Per l’ipotesi di ulteriore inadempienza, si nomina il Prefetto di Catania - con facoltà di delega ad altro Funzionario dello stesso U.T.G. - quale commissario ad acta per procedere in via sostitutiva nell’ulteriore termine di giorni sessanta.
Non può, invece, essere accolta, perché infondata, la domanda dei ricorrenti di condanna del Comune ex art. 96 c.p.c. (“ Responsabilità aggravata ”).

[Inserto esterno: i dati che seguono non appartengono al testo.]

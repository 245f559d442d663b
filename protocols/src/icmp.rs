//! ICMP echo request/reply handling for IPv4.

use anyhow::Context;
use pnet::packet::Packet;
use pnet::packet::icmp::echo_reply::EchoReplyPacket;
use pnet::packet::icmp::echo_request::MutableEchoRequestPacket;
use pnet::packet::icmp::{self, IcmpCode, IcmpPacket, IcmpTypes};

pub const ICMP_ECHO_HDR_LEN: usize = 8;

/// Identifies one echo exchange.
#[derive(Debug, Clone, Copy, PartialEq, Eq)]
pub struct EchoToken {
    pub identifier: u16,
    pub sequence: u16,
}

pub fn create_echo_request(token: EchoToken, payload: &[u8]) -> anyhow::Result<Vec<u8>> {
    let mut buffer = vec![0u8; ICMP_ECHO_HDR_LEN + payload.len()];
    {
        let mut echo = MutableEchoRequestPacket::new(&mut buffer)
            .context("failed to create mutable ICMP echo request")?;
        echo.set_icmp_type(IcmpTypes::EchoRequest);
        echo.set_icmp_code(IcmpCode::new(0));
        echo.set_identifier(token.identifier);
        echo.set_sequence_number(token.sequence);
        echo.set_payload(payload);
    }

    let checksum = {
        let view = IcmpPacket::new(&buffer).context("failed to view ICMP packet")?;
        icmp::checksum(&view)
    };
    let mut echo = MutableEchoRequestPacket::new(&mut buffer)
        .context("failed to create mutable ICMP echo request")?;
    echo.set_checksum(checksum);

    Ok(buffer)
}

/// Whether an ICMP message is the echo reply belonging to `token`.
pub fn is_echo_reply(packet: &IcmpPacket, token: EchoToken) -> bool {
    if packet.get_icmp_type() != IcmpTypes::EchoReply {
        return false;
    }

    EchoReplyPacket::new(packet.packet()).is_some_and(|reply| {
        reply.get_identifier() == token.identifier && reply.get_sequence_number() == token.sequence
    })
}

// ╔════════════════════════════════════════════╗
// ║ ████████╗███████╗███████╗████████╗███████╗ ║
// ║ ╚══██╔══╝██╔════╝██╔════╝╚══██╔══╝██╔════╝ ║
// ║    ██║   █████╗  ███████╗   ██║   ███████╗ ║
// ║    ██║   ██╔══╝  ╚════██║   ██║   ╚════██║ ║
// ║    ██║   ███████╗███████║   ██║   ███████║ ║
// ║    ╚═╝   ╚══════╝╚══════╝   ╚═╝   ╚══════╝ ║
// ╚════════════════════════════════════════════╝

#[cfg(test)]
mod tests {
    use super::*;
    use pnet::packet::icmp::echo_reply::MutableEchoReplyPacket;
    use pnet::packet::icmp::echo_request::EchoRequestPacket;

    const TOKEN: EchoToken = EchoToken {
        identifier: 0xbeef,
        sequence: 7,
    };

    fn reply(identifier: u16, sequence: u16) -> Vec<u8> {
        let mut buffer = vec![0u8; ICMP_ECHO_HDR_LEN + 4];
        let mut echo = MutableEchoReplyPacket::new(&mut buffer).unwrap();
        echo.set_icmp_type(IcmpTypes::EchoReply);
        echo.set_identifier(identifier);
        echo.set_sequence_number(sequence);
        buffer
    }

    #[test]
    fn request_has_valid_checksum() {
        let bytes = create_echo_request(TOKEN, b"assetr").unwrap();
        let request = EchoRequestPacket::new(&bytes).unwrap();
        assert_eq!(request.get_icmp_type(), IcmpTypes::EchoRequest);
        assert_eq!(request.get_identifier(), TOKEN.identifier);
        assert_eq!(request.get_sequence_number(), TOKEN.sequence);
        assert_eq!(request.payload(), b"assetr");

        let view = IcmpPacket::new(&bytes).unwrap();
        assert_eq!(icmp::checksum(&view), view.get_checksum());
    }

    #[test]
    fn matching_reply_is_recognised() {
        let bytes = reply(TOKEN.identifier, TOKEN.sequence);
        assert!(is_echo_reply(&IcmpPacket::new(&bytes).unwrap(), TOKEN));
    }

    #[test]
    fn foreign_replies_and_requests_are_ignored() {
        let other = reply(TOKEN.identifier, TOKEN.sequence + 1);
        assert!(!is_echo_reply(&IcmpPacket::new(&other).unwrap(), TOKEN));

        let request = create_echo_request(TOKEN, &[]).unwrap();
        assert!(!is_echo_reply(&IcmpPacket::new(&request).unwrap(), TOKEN));
    }
}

Tale articolo, per quanto in questa sede interessa, prevede che, qualora risulti che la parte soccombente abbia agito o resistito in giudizio con mala fede o colpa grave, il giudice, su istanza dell'altra parte, può condannarla, oltre che alle spese di lite, al risarcimento dei danni, che liquida, anche d’ufficio, nella sentenza.

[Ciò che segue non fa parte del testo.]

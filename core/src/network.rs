pub mod channel;
pub mod tcp;
pub mod transport;
//! # Reverse DNS
//!
//! Asks a nameserver for the PTR record of a live host. The server is the one
//! configured explicitly, or the first IPv4 `nameserver` line of
//! `/etc/resolv.conf`. Lookups that fail leave the hostname empty.

use std::net::{IpAddr, Ipv4Addr, SocketAddr};
use std::time::Duration;

use anyhow::{Context, bail};
use assetr_protocols::dns;
use tokio::net::UdpSocket;
use tokio::time::timeout;
use tracing::{debug, trace};

const DNS_PORT: u16 = 53;
const RESOLV_CONF: &str = "/etc/resolv.conf";

#[derive(Debug, Clone)]
pub struct HostnameResolver {
    server: SocketAddr,
    timeout: Duration,
}

impl HostnameResolver {
    pub fn new(server: SocketAddr, timeout: Duration) -> Self {
        Self { server, timeout }
    }

    /// Resolver for `server`, or for the system nameserver when `None`.
    /// Returns `None` when no nameserver is known at all.
    pub fn from_config(server: Option<SocketAddr>, timeout: Duration) -> Option<Self> {
        let server = server.or_else(system_nameserver)?;
        debug!("reverse lookups via {server}");
        Some(Self::new(server, timeout))
    }

    pub fn server(&self) -> SocketAddr {
        self.server
    }

    /// Hostname of `addr`, without the trailing dot.
    pub async fn lookup(&self, addr: Ipv4Addr) -> Option<String> {
        match self.query(addr).await {
            Ok(name) => name,
            Err(e) => {
                trace!("reverse lookup of {addr} failed: {e:#}");
                None
            }
        }
    }

    async fn query(&self, addr: Ipv4Addr) -> anyhow::Result<Option<String>> {
        let id: u16 = rand::random();
        let query = dns::create_ptr_packet(addr, id)?;

        let bind: SocketAddr = match self.server {
            SocketAddr::V4(_) => (Ipv4Addr::UNSPECIFIED, 0).into(),
            SocketAddr::V6(_) => bail!("IPv6 nameservers are not supported"),
        };
        let socket = UdpSocket::bind(bind).await.context("binding DNS socket")?;
        socket
            .connect(self.server)
            .await
            .with_context(|| format!("connecting to {}", self.server))?;
        socket.send(&query).await.context("sending PTR query")?;

        let mut buf = vec![0u8; 512];
        let n = timeout(self.timeout, socket.recv(&mut buf))
            .await
            .context("nameserver did not answer in time")?
            .context("reading DNS reply")?;

        let name = dns::parse_ptr_reply(&buf[..n], id)?;
        Ok(name
            .map(|n| n.trim_end_matches('.').to_string())
            .filter(|n| !n.is_empty()))
    }
}

/// First IPv4 nameserver configured for this machine.
pub fn system_nameserver() -> Option<SocketAddr> {
    let content = std::fs::read_to_string(RESOLV_CONF).ok()?;
    parse_resolv_conf(&content)
}

fn parse_resolv_conf(content: &str) -> Option<SocketAddr> {
    content.lines().find_map(|line| {
        let mut fields = line.split_whitespace();
        if fields.next()? != "nameserver" {
            return None;
        }
        match fields.next()?.parse::<IpAddr>().ok()? {
            IpAddr::V4(ip) => Some(SocketAddr::new(IpAddr::V4(ip), DNS_PORT)),
            IpAddr::V6(_) => None,
        }
    })
}

// ╔════════════════════════════════════════════╗
// ║ ████████╗███████╗███████╗████████╗███████╗ ║
// ║ ╚══██╔══╝██╔════╝██╔════╝╚══██╔══╝██╔════╝ ║
// ║    ██║   █████╗  ███████╗   ██║   ███████╗ ║
// ║    ██║   ██╔══╝  ╚════██║   ██║   ╚════██║ ║
// ║    ██║   ███████╗███████║   ██║   ███████║ ║
// ║    ╚═╝   ╚══════╝╚══════╝   ╚═╝   ╚══════╝ ║
// ╚════════════════════════════════════════════╝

Orbene, il Collegio non ritiene nel caso di specie di fare applicazione di tale disposizione, come richiamata dall'art. 26 del cod. proc. amm., non risultando provata l'esistenza dei presupposti per affermare la “ responsabilità aggravata ” dell’amministrazione comunale resistente, ossia la sua “ mala fede o colpa grave ”, dovendo in particolare evidenziarsi che la sospensione delle procedure esecutive di cui all’art. 243-bis, quarto comma, d.lgs. n. 267/2000 trova applicazione anche nel caso in cui il credito per cui si procede non sia stato inserito dall’Amministrazione Comunale nel piano di riequilibrio finanziario pluriennale.
In ragione della soccombenza reciproca (atteso che la domanda di condanna formulata da parte ricorrente ai sensi dell’art. 96 c.p.c. è stata rigettata), sussistono giusti motivi per compensare interamente fra le parti in causa le spese del presente giudizio.